5. Visualize the learned decision boundary:

   • plot the line \(\{\Theta^T x = 0\}\),

   • overlay with the dataset.

6. Comment on why the decision boundary is linear.

Exercise 2: SGD on Logistic Regression

Use the same synthetic dataset used in the previous exercise, but train logistic regression using SGD with the following choices:

1. Try different batch sizes:

   • \(N_{\text{batch}} = 1\),

   • \(N_{\text{batch}} = 10\),

   • \(N_{\text{batch}} = N\) (full GD).

2. For each setting:

   • Plot the loss vs epoch,

   • Plot the classification accuracy vs epoch.

3. Compare the stability and speed of convergence over the choice of different batch sizes.

4. Why the gradients become noisier for small batches? Why larger batches give smoother curves?

Exercise 3: Evaluation Metrics on a Synthetic Dataset

Using the logistic regression model trained above:

1. Compute predicted probabilities \(\hat y_i = f_\Theta(x_i)\).

2. Convert them to binary predictions \(\hat y_i \in \{0,1\}\) using threshold \(0.5\).

3. Compute:

   • Confusion matrix (TP, FP, FN, TN),

   • Accuracy,

   • Precision,

   • Recall,

   • F1-score.

4. Modify the threshold to:

   • \(0.3\),

   • \(0.7\), and repeat.

5. Comment on:

   • How lower thresholds increase recall and lower precision,

   • How higher thresholds increase precision and reduce recall,

   • Why classification metrics depend on the application (as discussed in class).

Exercise 4: Logistic Regression on a Real Dataset

Reproduce the pipeline from the book using the Pima Indians Diabetes Dataset, available at https://www.kaggle.com/datasets/uciml/pima-indians-diabetes-database.

This dataset contains medical measurements and a binary label indicating diabetes diagnosis.

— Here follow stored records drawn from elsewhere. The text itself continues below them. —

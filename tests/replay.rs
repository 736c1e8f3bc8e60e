use autodag::fixture::{self, FixtureSpec, HostCall};
use autodag::{GroupId, Outcome, SkipReason};
use pretty_assertions::assert_eq;

fn load_demo() -> FixtureSpec {
    let path = concat!(env!("CARGO_MANIFEST_DIR"), "/demos/sites.json");
    let text = std::fs::read_to_string(path).unwrap();
    serde_json::from_str(&text).unwrap()
}

#[test]
fn demo_fixture_replays_every_branch() {
    let validated = load_demo().validate_and_build().unwrap();
    let report = fixture::replay(&validated);

    let outcomes: Vec<&Outcome> = report.events.iter().map(|e| &e.outcome).collect();
    assert_eq!(outcomes.len(), 5);
    assert_eq!(outcomes[0], &Outcome::Assigned { from: None, to: GroupId(7) });
    assert_eq!(
        outcomes[1],
        &Outcome::Skipped { reason: SkipReason::FieldNotOnInstrument }
    );
    assert_eq!(
        outcomes[2],
        &Outcome::Assigned { from: Some(GroupId(8)), to: GroupId(7) }
    );
    assert_eq!(outcomes[3], &Outcome::EmptyValue);
    assert!(matches!(outcomes[4], Outcome::Failed { kind, .. } if kind == "group-resolution"));

    let notifications = report
        .calls
        .iter()
        .filter(|c| matches!(c, HostCall::SendNotification { .. }))
        .count();
    assert_eq!(notifications, 1);

    assert_eq!(report.record_groups.get("101"), Some(&Some(GroupId(7))));
    assert_eq!(report.record_groups.get("102"), Some(&Some(GroupId(7))));
    assert_eq!(report.record_groups.get("103"), Some(&None));
}

#[test]
fn demo_fixture_passes_check() {
    let spec = load_demo();
    let validated = spec.validate_and_build().unwrap();
    let instruments: Vec<&str> = spec.instruments.keys().map(String::as_str).collect();

    let problems = fixture::check(&validated.host, &instruments);
    assert!(problems.is_empty(), "unexpected problems: {problems:?}");
}

#[test]
fn report_serializes_outcome_inline() {
    let validated = load_demo().validate_and_build().unwrap();
    let report = fixture::replay(&validated);
    let json = serde_json::to_value(&report).unwrap();

    assert_eq!(json["events"][0]["record"], "101");
    assert_eq!(json["events"][0]["outcome"], "assigned");
    assert_eq!(json["events"][0]["to"], 7);
    assert_eq!(json["calls"][0]["call"], "set-record-group");
}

1. Preprocess the data as done in class:

   • Download diabetes.csv.

   • Extract features \(X\) and labels \(y\).

   • Standardize the features (mean 0, variance 1).
     Explain why normalization is required, connecting to:

     • conditioning,

     • stable optimization,

     • meaningful gradient magnitudes.

   • Add a bias column of 1s.

2. Implement logistic regression from scratch (sigmoid + BCE + gradient), and optimize using SGD with:

   • a batch size of 32, a learning rate of \(10^{-3}\), and 200 epochs.

   • for each epoch, track full-dataset BCE loss and full-dataset accuracy.

   • in a plot, visualize the behavior of Loss vs epoch and Accuracy vs epoch. Comment the results.

3. Train the same model using Adam (using the formulas from class):

   \[ \Theta_{k+1} = \Theta_k - \eta \frac{\hat m_k}{\sqrt{\hat v_k} + \epsilon}. \]

   with a learning rate of \(10^{-3}\), a batch size of 32, and 200 epochs. Then, plot SGD vs Adam loss and accuracy curves.

4. For each method, evaluate:

   • Final accuracy,

   • Confusion matrix,

   • Precision, Recall, F1.

5. Discuss on which method converge faster, which oscillate more, and how this relates to adaptive learning rates discussed in class.

Optional Extension: From Logistic Regression to a Simple Neural Network

This optional section mirrors the final part of the supervised learning chapter.

Implement a neural network with:

• One hidden layer,

• ReLU activation,

• Sigmoid output layer.

You may reuse the implementation shown in the main text. Then:

1. Train the neural network on the same Kaggle dataset.

2. Track:

   • BCE loss vs epoch,

   • Accuracy vs epoch.

3. Compare and discuss the performance against logistic regression.

Note

This extension is not mandatory for passing the exam but can improve your understanding of model capacity.